To Hillyard’s amazement, Kieran seemed more preoccupied with cleaning his cabin than listening to the latest information. Normally Kieran’s attempts at housework were desultory to say the least, so this sudden Toppy-ish enthusiasm was a trifle disconcerting.
“It’s part of my penance for sticking me foot in me gob with Fleur”, he explained.
“Wouldn’t it be easier to get old grumpy-chops to smack your bum?” said Hillyard, referring to Joby.
“Ah yes, but I’d enjoy that you see”, said Kieran “Whereas I don’t enjoy housework, so this is much more of a penance”.
“I call it making life unnecessarily hard for yourself”, said Hillyard “I think I’ll go and start the engines”.
Somewhat nonplussed, he adjusted his crotch and left the room, and cannoned into Adam.

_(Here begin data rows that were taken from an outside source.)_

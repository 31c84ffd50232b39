//! Interface to the vector-graphics collaborator.
//!
//! The tree is drawn by an external SVG layer; this module pins down the
//! small surface the pipeline relies on — by-id element lookup, reading a
//! transform, and animating towards a transform — plus the affine matrix
//! type those operations exchange. The [`headless`] backend implements the
//! same surface in memory for the demo binary and the tests.

use std::future::Future;
use std::time::Duration;

use crate::Result;

pub mod headless;

/// SVG-style 2D affine transform `[a b c d e f]`, column vectors
/// `(a b)`, `(c d)` and translation `(e f)`.
#[derive(Debug, Clone, Copy, PartialEq)]
pub struct Matrix {
    pub a: f32,
    pub b: f32,
    pub c: f32,
    pub d: f32,
    pub e: f32,
    pub f: f32,
}

impl Matrix {
    pub fn identity() -> Self {
        Self {
            a: 1.0,
            b: 0.0,
            c: 0.0,
            d: 1.0,
            e: 0.0,
            f: 0.0,
        }
    }

    /// Composes `self * other`; `other` applies first.
    pub fn multiply(&self, other: &Matrix) -> Matrix {
        Matrix {
            a: self.a * other.a + self.c * other.b,
            b: self.b * other.a + self.d * other.b,
            c: self.a * other.c + self.c * other.d,
            d: self.b * other.c + self.d * other.d,
            e: self.a * other.e + self.c * other.f + self.e,
            f: self.b * other.e + self.d * other.f + self.f,
        }
    }

    /// Post-multiplies a rotation of `angle` degrees about the pivot
    /// `(cx, cy)`, matching how the SVG layer rotates an element in its
    /// local coordinates.
    pub fn rotate(&mut self, angle: f32, cx: f32, cy: f32) {
        let radians = angle.to_radians();
        let (sin, cos) = radians.sin_cos();
        let rotation = Matrix {
            a: cos,
            b: sin,
            c: -sin,
            d: cos,
            e: cx - cos * cx + sin * cy,
            f: cy - sin * cx - cos * cy,
        };
        *self = self.multiply(&rotation);
    }
}

impl Default for Matrix {
    fn default() -> Self {
        Self::identity()
    }
}

/// Easing curve for an animation phase. The swing only ever uses linear.
#[derive(Debug, Clone, Copy, PartialEq, Eq)]
pub enum Easing {
    Linear,
}

/// A transformable element resolved from the loaded vector document.
pub trait LeafHandle: Send + Sync {
    /// Current transform of the element.
    fn transform(&self) -> Matrix;

    /// Animates the element's transform to `target` over `duration`. The
    /// future resolves once the backend reports the phase complete and errs
    /// if the backend rejects it.
    fn animate(
        &self,
        target: Matrix,
        duration: Duration,
        easing: Easing,
    ) -> impl Future<Output = Result<()>> + Send;
}

/// The loaded vector document, able to resolve elements by id.
pub trait SvgDocument {
    type Handle: LeafHandle;

    fn select(&self, id: &str) -> Option<Self::Handle>;
}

“You won’t be able to start them up just yet I’m afraid, old love”, he said “Sister Fleur has offered us some of the herbs from her garden plot, and I’ve sent Bengo and Hoowie over to collect them”.

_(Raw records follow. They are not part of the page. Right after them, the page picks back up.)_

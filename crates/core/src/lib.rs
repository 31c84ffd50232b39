//! Core library for the Doppler Tree installation.
//!
//! A decorative tree reacts to a doppler-style stereo signal by swinging its
//! leaves. The crate owns the whole signal-to-gesture pipeline: raw
//! left/right bandwidth samples are filtered, debounced into batches,
//! classified into a discrete gesture, and fed to a state machine that
//! serializes the leaf animations. The sampler and the vector-graphics
//! layer are external collaborators; the [`render`] module pins down the
//! interface the pipeline needs from the latter.

pub mod animator;
pub mod debounce;
pub mod error;
pub mod gesture;
pub mod leaves;
pub mod pipeline;
pub mod render;
pub mod signal;
pub mod tree;

pub use animator::SWING_DURATION;
pub use debounce::{DebounceAggregator, QUIET_PERIOD};
pub use error::{DopplerError, Result};
pub use gesture::{classify, Gesture, SwingDirection, MIN_EVIDENCE};
pub use leaves::{Leaf, LeafDescriptor, LeafRegistry, RotateParams};
pub use render::{Easing, LeafHandle, Matrix, SvgDocument};
pub use signal::{BandwidthSample, NOISE_THRESHOLD};
pub use tree::{DopplerTree, TreeState};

“What did you send Hoowie for?” said Ransey, who had overheard all this from the main cabin “He’s bound to get into trouble. He attracts it like a magnet!”

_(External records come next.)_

//! In-memory rendering backend.
//!
//! Implements [`SvgDocument`]/[`LeafHandle`] without a display: an animation
//! phase sleeps its duration, then applies the target transform and records
//! the call. The demo binary runs against this backend and the async tests
//! use it to observe exactly what the pipeline asked the renderer to do.

use std::future::Future;
use std::sync::{Arc, Mutex, MutexGuard};
use std::time::Duration;

use crate::render::{Easing, LeafHandle, Matrix, SvgDocument};
use crate::{DopplerError, Result};

/// One recorded animation phase.
#[derive(Debug, Clone, PartialEq)]
pub struct AnimationRecord {
    pub target: Matrix,
    pub duration: Duration,
    pub easing: Easing,
}

#[derive(Debug, Default)]
struct ElementState {
    transform: Matrix,
    calls: Vec<AnimationRecord>,
}

/// Handle to one headless element. Clones share the same state, so a test
/// can keep a handle and inspect calls made through the registry's copy.
#[derive(Debug, Clone)]
pub struct HeadlessHandle {
    state: Arc<Mutex<ElementState>>,
    fail: bool,
}

impl HeadlessHandle {
    fn new() -> Self {
        Self {
            state: Arc::new(Mutex::new(ElementState {
                transform: Matrix::identity(),
                calls: Vec::new(),
            })),
            fail: false,
        }
    }

    /// All animation phases requested on this element so far.
    pub fn calls(&self) -> Vec<AnimationRecord> {
        self.lock().map(|state| state.calls.clone()).unwrap_or_default()
    }

    fn lock(&self) -> Result<MutexGuard<'_, ElementState>> {
        self.state
            .lock()
            .map_err(|_| DopplerError::msg("headless element state has been poisoned"))
    }
}

impl LeafHandle for HeadlessHandle {
    fn transform(&self) -> Matrix {
        self.lock()
            .map(|state| state.transform)
            .unwrap_or_default()
    }

    fn animate(
        &self,
        target: Matrix,
        duration: Duration,
        easing: Easing,
    ) -> impl Future<Output = Result<()>> + Send {
        let state = Arc::clone(&self.state);
        let fail = self.fail;
        async move {
            if fail {
                return Err(DopplerError::Animation(
                    "headless backend rejected the phase".to_string(),
                ));
            }
            tokio::time::sleep(duration).await;
            let mut state = state
                .lock()
                .map_err(|_| DopplerError::msg("headless element state has been poisoned"))?;
            state.transform = target;
            state.calls.push(AnimationRecord {
                target,
                duration,
                easing,
            });
            Ok(())
        }
    }
}

/// Headless document holding a fixed set of elements by id.
#[derive(Debug, Default)]
pub struct HeadlessDocument {
    elements: Vec<(String, HeadlessHandle)>,
}

impl HeadlessDocument {
    /// Builds a document containing one fresh element per id.
    pub fn with_elements<I, S>(ids: I) -> Self
    where
        I: IntoIterator<Item = S>,
        S: Into<String>,
    {
        Self {
            elements: ids
                .into_iter()
                .map(|id| (id.into(), HeadlessHandle::new()))
                .collect(),
        }
    }

    /// Marks one element so every animation phase on it fails.
    pub fn fail_element(&mut self, id: &str) {
        for (element_id, handle) in &mut self.elements {
            if element_id == id {
                handle.fail = true;
            }
        }
    }
}

impl SvgDocument for HeadlessDocument {
    type Handle = HeadlessHandle;

    fn select(&self, id: &str) -> Option<HeadlessHandle> {
        self.elements
            .iter()
            .find(|(element_id, _)| element_id == id)
            .map(|(_, handle)| handle.clone())
    }
}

“He wanted to go along for the walk”, Adam protested “I hadn’t realised we were running a prison ship here!”
Hoowie did get into trouble, but for once it wasn’t his fault. He had got bored whilst Bengo was walking round the herb garden with Sister Fleur, ad had wandered off a short distance away to the edge of the forest. Bengo had had him in his line of vision all the time. Suddenly he saw Hoowie give a start and then fall to the ground. At first it had looked so theatrical that Bengo assumed Hoowie was playing a practical joke on him. He went over to him anyway. He found that Hoowie had genuinely fainted.
“I saw something in the forest”, he said, when Sister Fleur had brought him round with smelling salts “This horrible thing”.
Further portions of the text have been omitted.